Unless $\nabla f(x_0) = 0$, it cannot be true for arbitrary $v$.

If $v \bot \nabla f(x_0)$, and $\nabla f(x_0) \neq 0$, then we can use the implicit function theorem to construct a suitable curve.

If $v = 0$, it is trivial, just let $\gamma(t) = x_0$.

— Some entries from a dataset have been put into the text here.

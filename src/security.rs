//! Secret handling for the credential pair
//!
//! Passwords travel through command encoding and configuration; this type
//! keeps them out of logs and wipes the backing memory on drop.

use serde::{Deserialize, Deserializer, Serialize, Serializer};
use std::fmt;
use zeroize::{Zeroize, ZeroizeOnDrop};

/// A string that zeros its memory when dropped and never appears in `Debug`
#[derive(Clone, Default, Zeroize, ZeroizeOnDrop)]
pub struct SecureString {
    inner: String,
}

impl SecureString {
    /// Create a new SecureString
    pub fn new(s: impl Into<String>) -> Self {
        Self { inner: s.into() }
    }

    /// Expose the secret value
    ///
    /// Only call this at the point of use (command encoding); do not store
    /// or log the returned reference.
    pub fn expose_secret(&self) -> &str {
        &self.inner
    }

    /// Check whether the secret is empty
    pub fn is_empty(&self) -> bool {
        self.inner.is_empty()
    }
}

impl fmt::Debug for SecureString {
    fn fmt(&self, f: &mut fmt::Formatter<'_>) -> fmt::Result {
        f.write_str("SecureString(***)")
    }
}

impl From<String> for SecureString {
    fn from(s: String) -> Self {
        Self::new(s)
    }
}

impl From<&str> for SecureString {
    fn from(s: &str) -> Self {
        Self::new(s)
    }
}

// Serde support exists so the credential pair can round-trip through the
// caller's configuration layer; the serialized form is the plain secret.
impl Serialize for SecureString {
    fn serialize<S: Serializer>(&self, serializer: S) -> Result<S::Ok, S::Error> {
        serializer.serialize_str(&self.inner)
    }
}

impl<'de> Deserialize<'de> for SecureString {
    fn deserialize<D: Deserializer<'de>>(deserializer: D) -> Result<Self, D::Error> {
        String::deserialize(deserializer).map(SecureString::new)
    }
}
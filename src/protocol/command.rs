//! Command values and the wire-format encoder
//!
//! A command is a verb plus an ordered parameter list, immutable once
//! built. Encoding produces `VERB k1=v1&k2=v2` with protocol escaping; the
//! session token is injected as the trailing `s=` pair at encode time, so
//! it never participates in cache keys.

use crate::error::{ClientError, Result};
use crate::protocol::codec::encode_value;

/// Supported protocol verbs
#[derive(Debug, Clone, Copy, PartialEq, Eq)]
pub enum Verb {
    Auth,
    Logout,
    Encoding,
    Ping,
    Anime,
    AnimeDesc,
    Character,
}

impl Verb {
    /// Wire name of the verb
    pub fn as_str(&self) -> &'static str {
        match self {
            Verb::Auth => "AUTH",
            Verb::Logout => "LOGOUT",
            Verb::Encoding => "ENCODING",
            Verb::Ping => "PING",
            Verb::Anime => "ANIME",
            Verb::AnimeDesc => "ANIMEDESC",
            Verb::Character => "CHARACTER",
        }
    }

    /// Check if the verb needs a live session token
    pub fn requires_session(&self) -> bool {
        !matches!(self, Verb::Auth | Verb::Ping | Verb::Encoding)
    }

    /// Check if replies to this verb may be served from / stored to cache
    pub fn cacheable(&self) -> bool {
        matches!(self, Verb::Anime | Verb::AnimeDesc | Verb::Character)
    }

    /// Parameters that must be present for the verb to encode
    fn required_params(&self) -> &'static [&'static str] {
        match self {
            Verb::Auth => &["user", "pass", "protover", "client", "clientver"],
            Verb::Encoding => &["name"],
            Verb::Anime => &["amask"],
            Verb::AnimeDesc => &["aid", "part"],
            Verb::Character => &["charid"],
            Verb::Logout | Verb::Ping => &[],
        }
    }
}

/// Parameter value with its canonical wire rendering
#[derive(Debug, Clone, PartialEq, Eq)]
pub enum ParamValue {
    Str(String),
    Int(i64),
    /// Bitmask, rendered as lowercase hex
    Mask(u64),
}

impl ParamValue {
    /// Render the value in its canonical wire form
    pub fn render(&self) -> String {
        match self {
            ParamValue::Str(s) => s.clone(),
            ParamValue::Int(n) => n.to_string(),
            ParamValue::Mask(m) => format!("{m:x}"),
        }
    }
}

impl From<&str> for ParamValue {
    fn from(value: &str) -> Self {
        ParamValue::Str(value.to_string())
    }
}

impl From<String> for ParamValue {
    fn from(value: String) -> Self {
        ParamValue::Str(value)
    }
}

impl From<i64> for ParamValue {
    fn from(value: i64) -> Self {
        ParamValue::Int(value)
    }
}

impl From<u64> for ParamValue {
    fn from(value: u64) -> Self {
        ParamValue::Int(value as i64)
    }
}

impl From<u32> for ParamValue {
    fn from(value: u32) -> Self {
        ParamValue::Int(i64::from(value))
    }
}

impl From<u16> for ParamValue {
    fn from(value: u16) -> Self {
        ParamValue::Int(i64::from(value))
    }
}

/// An immutable command: verb plus ordered parameters
#[derive(Debug, Clone)]
pub struct Command {
    verb: Verb,
    params: Vec<(String, ParamValue)>,
}

impl Command {
    /// Create a command with no parameters
    pub fn new(verb: Verb) -> Self {
        Self {
            verb,
            params: Vec::new(),
        }
    }

    /// Append a parameter, preserving insertion order
    pub fn arg(mut self, key: impl Into<String>, value: impl Into<ParamValue>) -> Self {
        self.params.push((key.into(), value.into()));
        self
    }

    /// The command's verb
    pub fn verb(&self) -> Verb {
        self.verb
    }

    /// Check if the command needs a live session token
    pub fn requires_session(&self) -> bool {
        self.verb.requires_session()
    }

    /// Check if the command may go through the cache adapter
    pub fn cacheable(&self) -> bool {
        self.verb.cacheable()
    }

    /// Rendered (name, value) pairs with empty values dropped
    ///
    /// This is what the wire encoder emits and what cache keys are built
    /// from; the session pair is not part of it.
    pub fn rendered_params(&self) -> Vec<(String, String)> {
        self.params
            .iter()
            .map(|(key, value)| (key.clone(), value.render()))
            .filter(|(_, rendered)| !rendered.is_empty())
            .collect()
    }

    /// Encode the command into its wire form
    ///
    /// `session` must carry the live token for verbs that need one.
    pub fn encode(&self, session: Option<&str>) -> Result<String> {
        let mut pairs = self.rendered_params();

        for required in self.verb.required_params() {
            if !pairs.iter().any(|(key, _)| key == required) {
                return Err(ClientError::encoding(format!(
                    "{} requires parameter `{required}`",
                    self.verb.as_str()
                )));
            }
        }

        for (key, value) in &pairs {
            validate_wire_text(key)?;
            validate_wire_text(value)?;
        }

        if self.requires_session() {
            let token = session.ok_or(ClientError::NoActiveSession)?;
            pairs.push(("s".to_string(), token.to_string()));
        }

        if pairs.is_empty() {
            return Ok(self.verb.as_str().to_string());
        }

        let body = pairs
            .iter()
            .map(|(key, value)| format!("{key}={}", encode_value(value)))
            .collect::<Vec<_>>()
            .join("&");

        Ok(format!("{} {body}", self.verb.as_str()))
    }
}

// Newlines are escaped and carriage returns dropped by the codec; any other
// control character has no wire representation.
fn validate_wire_text(text: &str) -> Result<()> {
    if let Some(bad) = text
        .chars()
        .find(|c| c.is_control() && *c != '\n' && *c != '\r')
    {
        return Err(ClientError::encoding(format!(
            "value contains unrepresentable character {bad:?}"
        )));
    }
    Ok(())
}

#[cfg(test)]
mod tests {
    use super::*;
    use crate::protocol::codec::decode_value;
    use proptest::prelude::*;
    use std::collections::BTreeMap;

    #[test]
    fn test_ping_encodes_bare_verb() {
        let cmd = Command::new(Verb::Ping);
        assert_eq!(cmd.encode(None).unwrap(), "PING");
        assert!(!cmd.requires_session());
        assert!(!cmd.cacheable());
    }

    #[test]
    fn test_auth_parameter_order_is_preserved() {
        let cmd = Command::new(Verb::Auth)
            .arg("user", "alice")
            .arg("pass", "secret")
            .arg("protover", 3u16)
            .arg("client", "testclient")
            .arg("clientver", 1u16)
            .arg("enc", "UTF8");

        assert_eq!(
            cmd.encode(None).unwrap(),
            "AUTH user=alice&pass=secret&protover=3&client=testclient&clientver=1&enc=UTF8"
        );
    }

    #[test]
    fn test_ampersand_and_newline_are_escaped() {
        let cmd = Command::new(Verb::Auth)
            .arg("user", "a&b")
            .arg("pass", "line1\nline2")
            .arg("protover", 3u16)
            .arg("client", "c")
            .arg("clientver", 1u16);

        let encoded = cmd.encode(None).unwrap();
        assert!(encoded.contains("user=a&amp;b"));
        assert!(encoded.contains("pass=line1<br />line2"));
    }

    #[test]
    fn test_empty_values_are_omitted() {
        let cmd = Command::new(Verb::Ping).arg("nat", "").arg("tag", "x");
        assert_eq!(cmd.encode(None).unwrap(), "PING tag=x");
    }

    #[test]
    fn test_missing_required_parameter() {
        let cmd = Command::new(Verb::Anime).arg("aid", 1u32);
        let err = cmd.encode(Some("tok")).unwrap_err();
        assert!(matches!(err, ClientError::Encoding { .. }));
        assert!(err.to_string().contains("amask"));

        // An empty rendering counts as absent
        let cmd = Command::new(Verb::Encoding).arg("name", "");
        assert!(cmd.encode(None).is_err());
    }

    #[test]
    fn test_session_injection() {
        let cmd = Command::new(Verb::Anime)
            .arg("aid", 1u32)
            .arg("amask", ParamValue::Mask(0xb2f0e0fc000000));

        let encoded = cmd.encode(Some("iQUO2")).unwrap();
        assert_eq!(encoded, "ANIME aid=1&amask=b2f0e0fc000000&s=iQUO2");

        assert!(matches!(
            cmd.encode(None).unwrap_err(),
            ClientError::NoActiveSession
        ));
    }

    #[test]
    fn test_session_not_in_cache_key_params() {
        let cmd = Command::new(Verb::Anime)
            .arg("aid", 1u32)
            .arg("amask", ParamValue::Mask(0x80));
        let params = cmd.rendered_params();
        assert!(!params.iter().any(|(key, _)| key == "s"));
    }

    #[test]
    fn test_mask_renders_lowercase_hex() {
        assert_eq!(ParamValue::Mask(0xB2F0E0FC000000).render(), "b2f0e0fc000000");
        assert_eq!(ParamValue::Mask(0x80).render(), "80");
    }

    #[test]
    fn test_unrepresentable_value_fails() {
        let cmd = Command::new(Verb::Ping).arg("tag", "a\u{0007}b");
        assert!(matches!(
            cmd.encode(None).unwrap_err(),
            ClientError::Encoding { .. }
        ));
    }

    // Reference decoder for the round-trip property: split on `&`, rejoin
    // segments without `=` (they belong to an escaped ampersand), unescape.
    fn reference_decode(wire: &str) -> (String, BTreeMap<String, String>) {
        let (verb, body) = match wire.split_once(' ') {
            Some((verb, body)) => (verb, body),
            None => (wire, ""),
        };

        let mut segments: Vec<String> = Vec::new();
        for segment in body.split('&') {
            if segment.contains('=') || segments.is_empty() {
                segments.push(segment.to_string());
            } else {
                let last = segments.last_mut().unwrap();
                last.push('&');
                last.push_str(segment);
            }
        }

        let mut params = BTreeMap::new();
        for segment in segments.iter().filter(|s| !s.is_empty()) {
            let (key, value) = segment.split_once('=').unwrap();
            params.insert(key.to_string(), decode_value(value));
        }
        (verb.to_string(), params)
    }

    proptest! {
        #[test]
        fn prop_encode_then_decode_recovers_params(
            values in proptest::collection::btree_map(
                "[a-z][a-z0-9]{0,7}",
                "[a-zA-Z0-9 &@._!#-]{0,24}",
                0..6,
            )
        ) {
            let mut cmd = Command::new(Verb::Ping);
            for (key, value) in &values {
                cmd = cmd.arg(key.clone(), value.clone());
            }

            let wire = cmd.encode(None).unwrap();
            let (verb, decoded) = reference_decode(&wire);

            let expected: BTreeMap<String, String> = values
                .into_iter()
                .filter(|(_, v)| !v.is_empty())
                .collect();

            prop_assert_eq!(verb, "PING");
            prop_assert_eq!(decoded, expected);
        }
    }
}
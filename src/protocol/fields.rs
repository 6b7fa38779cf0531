//! Per-field decode rules
//!
//! Responses are positional; this module binds positions to names and typed
//! decode rules. A field that fails its rule is omitted from the result and
//! reported as a [`FieldError`] so the rest of the record stays usable.

use crate::protocol::codec::{BLOCK_SEPARATOR, LIST_SEPARATOR};
use chrono::{DateTime, TimeZone, Utc};
use serde::{Deserialize, Serialize};
use std::collections::BTreeMap;

/// Decode rule for one positional field
#[derive(Debug, Clone, Copy, PartialEq, Eq)]
pub enum FieldKind {
    /// Plain string passthrough
    Str,
    /// Decimal integer
    Int,
    /// `"1"` is true, everything else false
    Bool,
    /// Unix epoch seconds
    Date,
    /// Comma-separated list of strings
    StrList,
    /// Comma-separated list of integers
    IntList,
    /// Apostrophe-separated compound sub-records, kept as raw strings
    BlockList,
}

/// Typed value of a decoded field
#[derive(Debug, Clone, PartialEq, Serialize, Deserialize)]
pub enum FieldValue {
    Str(String),
    Int(i64),
    Bool(bool),
    Date(DateTime<Utc>),
    StrList(Vec<String>),
    IntList(Vec<i64>),
}

impl FieldValue {
    /// Borrow as a string, if this is a string value
    pub fn as_str(&self) -> Option<&str> {
        match self {
            FieldValue::Str(s) => Some(s),
            _ => None,
        }
    }

    /// Get the integer value, if this is an integer
    pub fn as_int(&self) -> Option<i64> {
        match self {
            FieldValue::Int(n) => Some(*n),
            _ => None,
        }
    }

    /// Borrow as a string list, if this is one
    pub fn as_str_list(&self) -> Option<&[String]> {
        match self {
            FieldValue::StrList(items) => Some(items),
            _ => None,
        }
    }

    /// Borrow as an integer list, if this is one
    pub fn as_int_list(&self) -> Option<&[i64]> {
        match self {
            FieldValue::IntList(items) => Some(items),
            _ => None,
        }
    }

    /// Get the date value, if this is a date
    pub fn as_date(&self) -> Option<DateTime<Utc>> {
        match self {
            FieldValue::Date(d) => Some(*d),
            _ => None,
        }
    }
}

/// Name and decode rule for one template position
#[derive(Debug, Clone, Copy)]
pub struct FieldSpec {
    pub name: &'static str,
    pub kind: FieldKind,
}

impl FieldSpec {
    pub const fn new(name: &'static str, kind: FieldKind) -> Self {
        Self { name, kind }
    }
}

/// Diagnostic for a field that failed its decode rule
#[derive(Debug, Clone, PartialEq, Eq, Serialize, Deserialize)]
pub struct FieldError {
    /// Field name from the template or mask table
    pub field: String,
    /// Zero-based record index within the reply payload
    pub record: usize,
    /// Raw content that failed to parse
    pub raw: String,
}

/// Decode one raw field under a rule
pub fn decode_field(kind: FieldKind, raw: &str) -> std::result::Result<FieldValue, String> {
    match kind {
        FieldKind::Str => Ok(FieldValue::Str(raw.to_string())),
        FieldKind::Int => raw
            .parse::<i64>()
            .map(FieldValue::Int)
            .map_err(|e| format!("not an integer: {e}")),
        FieldKind::Bool => Ok(FieldValue::Bool(raw == "1")),
        FieldKind::Date => {
            let secs = raw
                .parse::<i64>()
                .map_err(|e| format!("not an epoch timestamp: {e}"))?;
            Utc.timestamp_opt(secs, 0)
                .single()
                .map(FieldValue::Date)
                .ok_or_else(|| format!("epoch timestamp out of range: {secs}"))
        }
        FieldKind::StrList => Ok(FieldValue::StrList(split_list(raw, LIST_SEPARATOR))),
        FieldKind::IntList => {
            let mut items = Vec::new();
            for part in split_list(raw, LIST_SEPARATOR) {
                items.push(
                    part.parse::<i64>()
                        .map_err(|e| format!("list item {part:?} is not an integer: {e}"))?,
                );
            }
            Ok(FieldValue::IntList(items))
        }
        FieldKind::BlockList => Ok(FieldValue::StrList(split_list(raw, BLOCK_SEPARATOR))),
    }
}

// Empty raw content is an empty list, never a list of one empty element.
fn split_list(raw: &str, separator: char) -> Vec<String> {
    if raw.is_empty() {
        return Vec::new();
    }
    raw.split(separator).map(str::to_string).collect()
}

/// Decode a record against a fixed template
///
/// Walks the template in order, consuming raw fields in lock-step. When the
/// record has fewer fields than the template expects, the remaining names
/// are absent from the mapping (not defaulted). Unparsable fields are
/// omitted and reported.
pub fn decode_record(
    template: &[FieldSpec],
    raw_fields: &[String],
    record: usize,
) -> (BTreeMap<String, FieldValue>, Vec<FieldError>) {
    let mut fields = BTreeMap::new();
    let mut errors = Vec::new();

    for (spec, raw) in template.iter().zip(raw_fields.iter()) {
        match decode_field(spec.kind, raw) {
            Ok(value) => {
                fields.insert(spec.name.to_string(), value);
            }
            Err(_) => errors.push(FieldError {
                field: spec.name.to_string(),
                record,
                raw: raw.clone(),
            }),
        }
    }

    (fields, errors)
}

If $v \neq 0$, consider the function $\phi(\alpha,\beta) = f(\alpha v + \beta \nabla f(x_0)+x_0) - f(x_0)$. Note that $\frac{\partial \phi(0,0)}{\partial \beta} = \| \nabla f(x_0)\|^2 \neq 0$, and use the implicit function theorem with $\phi(\alpha,\beta) = 0$ to find a differentiable $\xi$ such that $\phi(\alpha, \xi(\alpha)) = 0$, $\xi(0) = 0$, and $\frac{\partial \xi(0)}{\partial \alpha}= - \frac{\frac{\partial \phi(0,0)}{\partial \alpha}}{\frac{\partial \phi(0,0)}{\partial \beta}} = 0$.

Then let $\gamma(t) = t v + \xi(t) \nabla f(x_0)+ x_0$. Note that $\gamma(0) = x_0$, $f(\gamma(t)) = f(x_0)$, and $\gamma'(0) = v$.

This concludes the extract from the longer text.